Review how you package and bundle and price your products and services. Your market now might want certain products bundled together or perhaps you used to bundle but now more appropriate to unbundle and sell individually. Adapt to the changing environment. Consider your pricing - how can you still stay competitive and continue to generate review. Don’t rush to discount as this has a big impact on your Gross Profit margins. Instead if you used to charge a higher fee, how can you repackage the service to remove stuff if the market want to pay less. Also consider extended payment terms - so the price stays the same however the customer can pay off over 2-3-4 months and so on.
Many pure storefront offline stores have had to quickly consider and adapt to operating online via ecommerce. Remember that just because you have operate offline for many years doesn’t mean you can’t quickly adapt to an online store. Consumers are used to buying online so this isn’t revolutionary for them. In fact they might find it more convenient. Focus here on progress not perfection. If you need to move online then do it and refine as you go. Don’t wait until you have a fancy pansy website with all the bells and whistles, just get something usable up that can showcase the product and take payment details. Start using email and social media to communicate with your clients. If you have there phone numbers you might want to hit the phones as well to give them an update. The same applies here for services - you might need to use the phone or Zoom as opposed to face to face meetings. Even as conditions improve you might find consumers are not that comfortable rushing back to face to face meetings. I’ve already heard many instances were customers now prefer Zoom and the new ways of working with service providers and suppliers.
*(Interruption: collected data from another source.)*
//! Container boundary trait and in-process implementation.
//!
//! [`Container`] is the narrow surface the mute layer needs from whatever
//! object store the host application resolves its shared instances from:
//! bind an instance under a type key (overwriting any prior binding) and
//! resolve the current binding for a type key. Nothing else.
//!
//! [`InstanceContainer`] is the in-process implementation used when no host
//! framework provides one. Each observer type has at most one slot, and
//! every bind is last-write-wins - there is no history and no reference
//! counting.

use std::sync::Arc;

use hashbrown::HashMap;
use parking_lot::RwLock;
use quell_core::observer::{Observer, ObserverId};

// ─────────────────────────────────────────────────────────────────────────────
// ResolveError
// ─────────────────────────────────────────────────────────────────────────────

/// Errors that can occur when resolving from a container.
#[derive(Debug, thiserror::Error)]
pub enum ResolveError {
    /// No instance is bound for the requested observer type.
    #[error("no instance bound for observer type: {0}")]
    NotBound(&'static str),
}

// ─────────────────────────────────────────────────────────────────────────────
// Container Trait
// ─────────────────────────────────────────────────────────────────────────────

/// The two-operation surface of a type-keyed instance store.
///
/// Implement this to back the mute layer with a host framework's own
/// container; [`InstanceContainer`] is the default in-process
/// implementation.
pub trait Container: Send + Sync {
    /// Binds `instance` under `id`, replacing whatever binding - raw or
    /// proxied - previously existed for that type.
    fn bind_instance(&self, id: ObserverId, instance: Arc<dyn Observer>);

    /// Resolves the current binding for `id`.
    ///
    /// # Errors
    ///
    /// [`ResolveError::NotBound`] if nothing has ever been bound for the
    /// type.
    fn resolve(&self, id: ObserverId) -> Result<Arc<dyn Observer>, ResolveError>;
}

// ─────────────────────────────────────────────────────────────────────────────
// InstanceContainer
// ─────────────────────────────────────────────────────────────────────────────

/// In-process, type-keyed instance store.
///
/// One binding per observer type. Individual `bind`/`resolve` calls are
/// data-race free, but sequences of them are not atomic; callers that need
/// cross-operation consistency must serialize externally.
///
/// # Example
///
/// ```
/// use std::sync::Arc;
///
/// use quell_core::error::DispatchError;
/// use quell_core::observer::{Observer, ObserverId};
/// use quell_registry::container::{Container, InstanceContainer};
/// use serde_json::Value;
///
/// #[derive(Debug, Default)]
/// struct PostObserver;
///
/// impl Observer for PostObserver {
///     fn operations(&self) -> &'static [&'static str] {
///         &["created"]
///     }
///
///     fn invoke(&self, _operation: &str, _args: &[Value]) -> Result<Value, DispatchError> {
///         Ok(Value::Null)
///     }
/// }
///
/// let container = InstanceContainer::new();
/// container.bind_instance(ObserverId::of::<PostObserver>(), Arc::new(PostObserver));
///
/// assert!(container.contains::<PostObserver>());
/// let observer = container.resolve_of::<PostObserver>().unwrap();
/// assert!(observer.handles("created"));
/// ```
#[derive(Default)]
pub struct InstanceContainer {
    bindings: RwLock<HashMap<ObserverId, Arc<dyn Observer>>>,
}

impl InstanceContainer {
    /// Creates an empty container.
    #[must_use]
    pub fn new() -> Self {
        Self::default()
    }

    /// Returns true if a binding exists for observer type `T`.
    #[must_use]
    pub fn contains<T: Observer>(&self) -> bool {
        self.contains_id(ObserverId::of::<T>())
    }

    /// Returns true if a binding exists for `id`.
    #[must_use]
    pub fn contains_id(&self, id: ObserverId) -> bool {
        self.bindings.read().contains_key(&id)
    }

    /// Resolves the current binding for observer type `T`.
    ///
    /// # Errors
    ///
    /// [`ResolveError::NotBound`] if nothing is bound for `T`.
    pub fn resolve_of<T: Observer>(&self) -> Result<Arc<dyn Observer>, ResolveError> {
        self.resolve(ObserverId::of::<T>())
    }

    /// Returns the number of bindings.
    #[must_use]
    pub fn len(&self) -> usize {
        self.bindings.read().len()
    }

    /// Returns true if the container holds no bindings.
    #[must_use]
    pub fn is_empty(&self) -> bool {
        self.bindings.read().is_empty()
    }

    /// Lists the type names of all bound observers.
    #[must_use]
    pub fn bound_types(&self) -> Vec<&'static str> {
        self.bindings.read().keys().map(ObserverId::type_name).collect()
    }
}

impl core::fmt::Debug for InstanceContainer {
    fn fmt(&self, f: &mut core::fmt::Formatter<'_>) -> core::fmt::Result {
        f.debug_struct("InstanceContainer")
            .field("bindings", &self.bound_types())
            .finish()
    }
}

impl Container for InstanceContainer {
    fn bind_instance(&self, id: ObserverId, instance: Arc<dyn Observer>) {
        self.bindings.write().insert(id, instance);
    }

    fn resolve(&self, id: ObserverId) -> Result<Arc<dyn Observer>, ResolveError> {
        self.bindings
            .read()
            .get(&id)
            .cloned()
            .ok_or(ResolveError::NotBound(id.type_name()))
    }
}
Also the opportunity to collaborate with other businesses has never been greater. We are all looking around as to how we can support and work with fellow business owners. Brainstorm non-competing businesses that have the same target customer as you and reach out to them. You might be able to cross-promote your services. You might bundle together and sell as one unit and split the revenue. You might collaborate with a marketing agency and a logistics company to deliver your products to customers when you’ve only ever had a wholesale business model. You might connect with a social media influencer and have them promote and endorse your product. The options here are endless and you can get as creative as possible.
The key lesson is to control what you can, adapt to the changing environment, communicate with your customers and open channels for collaborations with fellow business owners. You might end up completely flipping your business model and it might stay like that going forward.
Brad Turville is the Director at BJT Financial and a Small Business First Business Champion!